▶ **DATASET CONTENT**
%%

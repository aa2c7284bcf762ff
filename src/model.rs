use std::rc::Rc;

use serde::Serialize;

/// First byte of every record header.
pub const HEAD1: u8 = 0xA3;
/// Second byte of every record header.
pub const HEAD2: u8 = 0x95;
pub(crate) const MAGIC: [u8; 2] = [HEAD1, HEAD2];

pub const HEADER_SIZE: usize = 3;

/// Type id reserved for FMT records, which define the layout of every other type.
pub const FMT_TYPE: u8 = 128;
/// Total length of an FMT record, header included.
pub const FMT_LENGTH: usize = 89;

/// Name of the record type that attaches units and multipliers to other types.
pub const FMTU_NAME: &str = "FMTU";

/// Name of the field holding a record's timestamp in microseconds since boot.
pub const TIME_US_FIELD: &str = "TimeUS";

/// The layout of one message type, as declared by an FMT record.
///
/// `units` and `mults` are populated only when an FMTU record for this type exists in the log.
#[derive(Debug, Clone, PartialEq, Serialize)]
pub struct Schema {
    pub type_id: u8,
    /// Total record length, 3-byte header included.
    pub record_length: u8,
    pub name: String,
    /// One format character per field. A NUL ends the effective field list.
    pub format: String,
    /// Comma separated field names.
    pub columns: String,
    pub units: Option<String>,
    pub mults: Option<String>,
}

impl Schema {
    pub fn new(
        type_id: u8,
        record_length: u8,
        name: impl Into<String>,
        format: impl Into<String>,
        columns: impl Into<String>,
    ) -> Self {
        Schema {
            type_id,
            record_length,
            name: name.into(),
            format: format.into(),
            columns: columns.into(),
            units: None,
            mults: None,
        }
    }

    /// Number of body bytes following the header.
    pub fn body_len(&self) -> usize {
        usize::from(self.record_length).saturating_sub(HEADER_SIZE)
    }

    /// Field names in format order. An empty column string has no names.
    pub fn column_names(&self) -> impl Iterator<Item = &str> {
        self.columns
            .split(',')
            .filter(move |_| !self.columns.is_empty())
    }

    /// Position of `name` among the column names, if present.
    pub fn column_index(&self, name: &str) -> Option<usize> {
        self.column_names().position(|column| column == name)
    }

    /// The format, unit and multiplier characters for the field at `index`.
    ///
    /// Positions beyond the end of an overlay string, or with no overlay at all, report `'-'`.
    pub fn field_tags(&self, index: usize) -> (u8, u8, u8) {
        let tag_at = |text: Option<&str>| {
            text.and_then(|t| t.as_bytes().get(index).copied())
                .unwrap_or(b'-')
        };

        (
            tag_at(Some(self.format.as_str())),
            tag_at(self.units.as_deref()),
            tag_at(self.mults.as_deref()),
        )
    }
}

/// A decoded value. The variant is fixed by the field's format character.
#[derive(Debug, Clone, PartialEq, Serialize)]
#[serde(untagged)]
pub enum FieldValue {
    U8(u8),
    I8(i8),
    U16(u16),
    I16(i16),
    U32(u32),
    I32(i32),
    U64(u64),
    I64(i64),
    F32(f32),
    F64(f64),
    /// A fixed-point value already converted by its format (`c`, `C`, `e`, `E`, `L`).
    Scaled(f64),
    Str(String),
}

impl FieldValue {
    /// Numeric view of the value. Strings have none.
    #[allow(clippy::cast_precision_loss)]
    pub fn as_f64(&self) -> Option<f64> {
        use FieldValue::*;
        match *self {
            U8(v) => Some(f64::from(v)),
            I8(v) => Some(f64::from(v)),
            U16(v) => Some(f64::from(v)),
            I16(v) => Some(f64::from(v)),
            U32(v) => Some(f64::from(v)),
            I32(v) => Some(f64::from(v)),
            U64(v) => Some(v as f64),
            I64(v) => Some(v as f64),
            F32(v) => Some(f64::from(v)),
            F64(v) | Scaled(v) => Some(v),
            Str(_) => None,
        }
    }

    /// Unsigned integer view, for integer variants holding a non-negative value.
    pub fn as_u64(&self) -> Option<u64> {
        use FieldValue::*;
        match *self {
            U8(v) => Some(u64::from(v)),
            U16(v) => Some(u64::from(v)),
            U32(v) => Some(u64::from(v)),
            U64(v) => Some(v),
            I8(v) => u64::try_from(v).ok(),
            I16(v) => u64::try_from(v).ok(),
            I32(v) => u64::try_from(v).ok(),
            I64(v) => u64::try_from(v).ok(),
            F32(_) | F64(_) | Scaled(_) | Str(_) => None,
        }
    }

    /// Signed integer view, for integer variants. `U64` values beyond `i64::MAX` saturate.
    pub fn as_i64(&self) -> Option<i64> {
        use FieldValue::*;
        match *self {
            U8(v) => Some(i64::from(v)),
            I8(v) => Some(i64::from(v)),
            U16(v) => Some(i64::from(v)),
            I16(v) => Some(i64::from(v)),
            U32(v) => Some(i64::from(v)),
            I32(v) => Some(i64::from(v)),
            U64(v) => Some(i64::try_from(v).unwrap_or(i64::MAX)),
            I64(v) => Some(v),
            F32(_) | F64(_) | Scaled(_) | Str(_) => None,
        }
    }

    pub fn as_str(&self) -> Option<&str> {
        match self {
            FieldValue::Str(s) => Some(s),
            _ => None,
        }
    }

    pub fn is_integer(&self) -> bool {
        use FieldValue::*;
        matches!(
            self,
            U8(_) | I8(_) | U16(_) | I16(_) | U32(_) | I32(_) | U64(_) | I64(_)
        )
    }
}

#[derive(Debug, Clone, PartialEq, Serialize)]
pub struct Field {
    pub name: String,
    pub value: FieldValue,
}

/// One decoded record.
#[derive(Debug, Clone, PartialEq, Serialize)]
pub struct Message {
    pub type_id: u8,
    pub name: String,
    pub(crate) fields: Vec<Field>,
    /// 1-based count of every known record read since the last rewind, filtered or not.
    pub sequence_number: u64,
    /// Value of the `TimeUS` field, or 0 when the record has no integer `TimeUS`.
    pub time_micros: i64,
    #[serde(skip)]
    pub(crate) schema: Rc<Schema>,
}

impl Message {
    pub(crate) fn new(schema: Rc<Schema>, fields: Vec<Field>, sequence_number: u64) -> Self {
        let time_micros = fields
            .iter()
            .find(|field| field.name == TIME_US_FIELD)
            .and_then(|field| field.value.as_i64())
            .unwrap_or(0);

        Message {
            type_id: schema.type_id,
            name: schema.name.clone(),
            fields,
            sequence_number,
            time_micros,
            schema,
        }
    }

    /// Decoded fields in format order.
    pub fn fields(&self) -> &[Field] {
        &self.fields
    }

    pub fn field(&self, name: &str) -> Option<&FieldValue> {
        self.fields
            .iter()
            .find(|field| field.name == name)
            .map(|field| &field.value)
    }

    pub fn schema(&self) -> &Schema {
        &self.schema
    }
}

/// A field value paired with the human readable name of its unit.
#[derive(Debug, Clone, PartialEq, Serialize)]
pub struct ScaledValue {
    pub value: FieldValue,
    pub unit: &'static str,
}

%%

▶ **WORK REQUIRED**
Above are the records; report each line in them that includes the word "struct".

▶ **YOUR RESPONSE**
pub struct Schema {
pub struct Field {
pub struct Message {
pub struct ScaledValue {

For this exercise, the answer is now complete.